CycleVLA: Proactive Self-Correcting Vision-Language-Action Models via Subtask Backtracking and Minimum Bayes Risk Decoding

Preprint

Chenyang Ma¹, Guangyu Yang², Kai Lu¹, Shitong Xu¹,
Bill Byrne², Niki Trigoni¹, Andrew Markham¹

¹ University of Oxford ² University of Cambridge

arXiv Code

TL;DR: We introduce CycleVLA, a system that enables VLAs to anticipate incipient failures and recover before execution collapses. (a) CycleVLA first augments a VLA to estimate subtask-level progress and flag critical subtask transition points, where failures most frequently occur. (b) At these points during inference, a VLM is queried to predict whether the current execution will fail and to decide whether to backtrack. (c) Upon backtracking, the VLA retries using test-time scaling via Minimum Bayes Risk decoding to improve success. This cycle repeats until the task succeeds or execution terminates.

Video

Method Overview

Motivation: Current work on robot failure detection and correction typically operate in a post hoc manner, analyzing errors and applying corrections only after failures occur. Our goal is to equip VLAs with proactive self-correction, the capability to anticipate incipient failures and recover before they fully manifest during execution.

Key Insight: Many robot task failures occur at subtask transitions, and that progress near subtask completion provides strong cues for anticipating such failures (e.g., one can tell a peg is misaligned before it jams during insertion).

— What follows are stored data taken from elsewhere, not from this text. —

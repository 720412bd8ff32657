//! Temporal arbitrage monitor.
//!
//! Temporal backends offer free capacity during promotional windows. Each
//! cycle the monitor recomputes how much of every rotation's free ceiling is
//! in use, and while a window is open, materially discounted, and below the
//! safety buffer, moves warm and cold objects onto it. Migration itself is
//! copy, verify, swap, delete (see [`TieredStore::migrate`]).

use crate::codec::short_id;
use crate::config::{ArbitrageConfig, RotationConfig};
use crate::layers::Layer;
use crate::metadata::{PromoWindow, StoredObject};
use crate::store::{StoreError, TieredStore};
use chrono::{DateTime, Utc};
use futures::stream::{self, StreamExt};
use parking_lot::Mutex;
use std::collections::HashSet;
use std::sync::Arc;
use tracing::{debug, info, warn};

/// Free-tier state of one temporal backend.
#[derive(Debug, Clone, PartialEq)]
pub struct ProviderRotation {
    pub provider: String,
    pub free_ceiling_bytes: u64,
    pub used_bytes: u64,
    pub window: PromoWindow,
}

impl ProviderRotation {
    pub fn from_config(config: &RotationConfig) -> Self {
        Self {
            provider: config.provider.clone(),
            free_ceiling_bytes: config.free_ceiling_bytes,
            used_bytes: 0,
            window: PromoWindow {
                start: config.promo_start,
                end: config.promo_end,
                discount: config.discount,
            },
        }
    }

    /// Bytes that may still be placed before the safety buffer is reached.
    pub fn headroom(&self, config: &ArbitrageConfig) -> u64 {
        let limit = (self.free_ceiling_bytes as f64 * config.safety_buffer) as u64;
        limit.saturating_sub(self.used_bytes)
    }

    pub fn is_eligible(&self, now: DateTime<Utc>, config: &ArbitrageConfig) -> bool {
        self.window.contains(now) && self.window.discount > config.min_discount && self.headroom(config) > 0
    }
}

#[derive(Debug, Clone, Default, PartialEq, Eq)]
pub struct ArbitrageReport {
    pub eligible_rotations: usize,
    pub planned: usize,
    pub migrated: usize,
    pub declined: usize,
    pub failed: usize,
}

/// Bytes of `object` held on `provider`, counting any copy of a chunk.
fn bytes_on(object: &StoredObject, provider: &str) -> u64 {
    object
        .chunks
        .iter()
        .filter(|c| c.provider == provider || c.shards.iter().any(|s| s.provider == provider))
        .map(|c| c.size)
        .sum()
}

fn is_candidate(object: &StoredObject, now: DateTime<Utc>) -> bool {
    matches!(object.layer, Layer::Warm | Layer::Cold) && object.temporal_provider.is_none() && !object.is_expired(now)
}

pub struct ArbitrageMonitor {
    store: Arc<TieredStore>,
    config: ArbitrageConfig,
    rotations: Mutex<Vec<ProviderRotation>>,
}

impl ArbitrageMonitor {
    pub fn new(store: Arc<TieredStore>, config: ArbitrageConfig, rotations: &[RotationConfig]) -> Self {
        Self {
            store,
            config,
            rotations: Mutex::new(rotations.iter().map(ProviderRotation::from_config).collect()),
        }
    }

    /// Current rotation state, as of the last cycle.
    pub fn rotations(&self) -> Vec<ProviderRotation> {
        self.rotations.lock().clone()
    }

    pub async fn run_cycle(&self, now: DateTime<Utc>) -> Result<ArbitrageReport, StoreError> {
        let objects = self.store.metadata().list().await?;

        let mut rotations = self.rotations();
        for rotation in &mut rotations {
            rotation.used_bytes = objects.iter().map(|o| bytes_on(o, &rotation.provider)).sum();
        }

        // Coldest first: they gain the most from cheap capacity and lose the least from latency
        let mut candidates: Vec<&StoredObject> = objects.iter().filter(|o| is_candidate(o, now)).collect();
        candidates.sort_by(|a, b| {
            a.temperature_score
                .total_cmp(&b.temperature_score)
                .then_with(|| a.created.cmp(&b.created))
        });

        let mut report = ArbitrageReport::default();
        let mut planned: Vec<(String, String, u64, PromoWindow)> = Vec::new();
        let mut taken = HashSet::new();

        for rotation in rotations.iter().filter(|r| r.is_eligible(now, &self.config)) {
            report.eligible_rotations += 1;
            let mut headroom = rotation.headroom(&self.config);

            for object in &candidates {
                if planned.len() >= self.config.max_migrations_per_cycle {
                    break;
                }
                if taken.contains(object.id.as_str()) {
                    continue;
                }
                if object.encrypted_size > headroom {
                    let declined = StoreError::CapacityExceeded {
                        provider: rotation.provider.clone(),
                    };
                    debug!(
                        object_id = %short_id(&object.id),
                        size_bytes = object.encrypted_size,
                        headroom_bytes = headroom,
                        reason = %declined,
                        "Migration declined"
                    );
                    report.declined += 1;
                    continue;
                }

                headroom -= object.encrypted_size;
                taken.insert(object.id.as_str());
                planned.push((
                    object.id.clone(),
                    rotation.provider.clone(),
                    object.encrypted_size,
                    rotation.window.clone(),
                ));
            }
        }
        report.planned = planned.len();

        if report.declined > 0 {
            warn!(declined = report.declined, "Migrations declined to stay under free ceilings");
            metrics::counter!("store.migrations.declined").increment(report.declined as u64);
        }

        let migrations: Vec<_> = planned
            .into_iter()
            .map(|(id, provider, size, window)| self.migrate_one(id, provider, size, window))
            .collect();
        let outcomes: Vec<(String, u64, Result<bool, StoreError>)> = stream::iter(migrations)
            .buffer_unordered(self.config.migration_concurrency.max(1))
            .collect()
            .await;

        for (provider, size, result) in outcomes {
            match result {
                Ok(true) => {
                    report.migrated += 1;
                    if let Some(rotation) = rotations.iter_mut().find(|r| r.provider == provider) {
                        rotation.used_bytes += size;
                    }
                }
                Ok(false) => {}
                Err(_) => report.failed += 1,
            }
        }

        metrics::counter!("store.migrations.completed").increment(report.migrated as u64);
        metrics::counter!("store.migrations.failed").increment(report.failed as u64);

        *self.rotations.lock() = rotations;

        if report.planned > 0 || report.declined > 0 {
            info!(?report, "Arbitrage cycle completed");
        }
        Ok(report)
    }

    async fn migrate_one(
        &self,
        id: String,
        provider: String,
        size: u64,
        window: PromoWindow,
    ) -> (String, u64, Result<bool, StoreError>) {
        let result = self.store.migrate(&id, &provider, Some(window)).await;
        if let Err(e) = &result {
            warn!(object_id = %short_id(&id), provider = %provider, error = %e, "Migration failed");
        }
        (provider, size, result)
    }
}

#[cfg(test)]
mod tests {
    use super::*;
    use crate::config::{LayerConfig, StoreConfig};
    use crate::crypto::StaticSecretProvider;
    use crate::metadata::InMemoryMetadataStore;
    use crate::provider::{MemoryProvider, ProviderRegistry};
    use crate::store::StoreOptions;
    use chrono::Duration;

    fn rotation_config(ceiling: u64, discount: f64) -> RotationConfig {
        RotationConfig {
            provider: "promo".to_string(),
            free_ceiling_bytes: ceiling,
            promo_start: Utc::now() - Duration::hours(1),
            promo_end: Utc::now() + Duration::hours(1),
            discount,
        }
    }

    fn setup() -> (Arc<TieredStore>, Arc<MemoryProvider>, Arc<MemoryProvider>) {
        let warm = Arc::new(MemoryProvider::new("warm"));
        let promo = Arc::new(MemoryProvider::new("promo"));
        let mut registry = ProviderRegistry::new();
        registry.register(Layer::Warm, warm.clone(), false);
        registry.register(Layer::Cold, promo.clone(), true);

        let store = Arc::new(TieredStore::new(
            StoreConfig::default(),
            LayerConfig::default(),
            Arc::new(InMemoryMetadataStore::new()),
            Arc::new(registry.with_memory_defaults()),
            Arc::new(StaticSecretProvider::new(vec![3u8; 32]).unwrap()),
        ));
        (store, warm, promo)
    }

    fn warm_options() -> StoreOptions {
        StoreOptions {
            force_layer: Some(Layer::Warm),
            ..Default::default()
        }
    }

    #[test]
    fn test_eligibility() {
        let config = ArbitrageConfig::default();
        let now = Utc::now();

        let rotation = ProviderRotation::from_config(&rotation_config(1000, 0.5));
        assert!(rotation.is_eligible(now, &config));
        assert_eq!(rotation.headroom(&config), 800);

        let small_discount = ProviderRotation::from_config(&rotation_config(1000, 0.3));
        assert!(!small_discount.is_eligible(now, &config));

        assert!(!rotation.is_eligible(now + Duration::hours(2), &config));

        let mut full = rotation.clone();
        full.used_bytes = 800;
        assert!(!full.is_eligible(now, &config));
    }

    #[tokio::test]
    async fn test_cycle_migrates_and_preserves_bytes() {
        let (store, warm, promo) = setup();
        let a = store.store("a", b"first object", warm_options()).await.unwrap();
        let b = store.store("b", b"second object", warm_options()).await.unwrap();

        let monitor = ArbitrageMonitor::new(
            store.clone(),
            ArbitrageConfig::default(),
            &[rotation_config(1024 * 1024, 0.5)],
        );
        let report = monitor.run_cycle(Utc::now()).await.unwrap();
        assert_eq!(report.eligible_rotations, 1);
        assert_eq!(report.migrated, 2);
        assert_eq!(warm.chunk_count(), 0);
        assert_eq!(promo.chunk_count(), 2);

        let rotation = &monitor.rotations()[0];
        assert_eq!(rotation.used_bytes, promo.stored_bytes());

        for (receipt, payload) in [(a, &b"first object"[..]), (b, &b"second object"[..])] {
            let obj = store.metadata().get(&receipt.id).await.unwrap().unwrap();
            assert_eq!(obj.promo_window.as_ref().map(|w| w.discount), Some(0.5));
            let got = store.retrieve(&receipt.id).await.unwrap().unwrap();
            assert_eq!(got.data.as_ref(), payload);
        }

        // Already migrated objects are left alone
        let again = monitor.run_cycle(Utc::now()).await.unwrap();
        assert_eq!(again.planned, 0);
    }

    #[tokio::test]
    async fn test_never_exceeds_ceiling() {
        let (store, warm, promo) = setup();
        let payload = vec![42u8; 4096];
        let receipt = store
            .store(
                "big",
                &payload,
                StoreOptions {
                    force_layer: Some(Layer::Warm),
                    ..Default::default()
                },
            )
            .await
            .unwrap();
        let size = store.metadata().get(&receipt.id).await.unwrap().unwrap().encrypted_size;

        // Headroom is 80% of a ceiling just above the object size
        let monitor = ArbitrageMonitor::new(
            store.clone(),
            ArbitrageConfig::default(),
            &[rotation_config(size + 1, 0.5)],
        );
        let report = monitor.run_cycle(Utc::now()).await.unwrap();
        assert_eq!(report.declined, 1);
        assert_eq!(report.migrated, 0);
        assert_eq!(promo.chunk_count(), 0);
        assert_eq!(warm.chunk_count(), 1);
    }

    #[tokio::test]
    async fn test_closed_window_does_nothing() {
        let (store, warm, _promo) = setup();
        store.store("a", b"data", warm_options()).await.unwrap();

        let mut config = rotation_config(1024 * 1024, 0.5);
        config.promo_start = Utc::now() + Duration::hours(1);
        config.promo_end = Utc::now() + Duration::hours(2);

        let monitor = ArbitrageMonitor::new(store, ArbitrageConfig::default(), &[config]);
        let report = monitor.run_cycle(Utc::now()).await.unwrap();
        assert_eq!(report, ArbitrageReport::default());
        assert_eq!(warm.chunk_count(), 1);
    }

    #[tokio::test]
    async fn test_respects_max_migrations() {
        let (store, _warm, promo) = setup();
        for i in 0..5 {
            store
                .store(&format!("k{}", i), format!("payload {}", i).as_bytes(), warm_options())
                .await
                .unwrap();
        }

        let config = ArbitrageConfig {
            max_migrations_per_cycle: 2,
            ..Default::default()
        };
        let monitor = ArbitrageMonitor::new(store, config, &[rotation_config(1024 * 1024, 0.5)]);
        let report = monitor.run_cycle(Utc::now()).await.unwrap();
        assert_eq!(report.migrated, 2);
        assert_eq!(promo.chunk_count(), 2);
    }
}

Approach: CycleVLA first introduces (a) a finetuning pipeline that equips a VLA with subtask-level stop and progress prediction via extended action expert dimension and augmented subtask-decomposed training data. (b) At inference, predicted progress triggers a VLM-based failure predictor and planner, which decides whether to transit to the next subtask or backtrack, and selects the subtask to backtrack to. (c) After backtracking, the VLA retries execution using test-time scaling via MBR decoding to improve success.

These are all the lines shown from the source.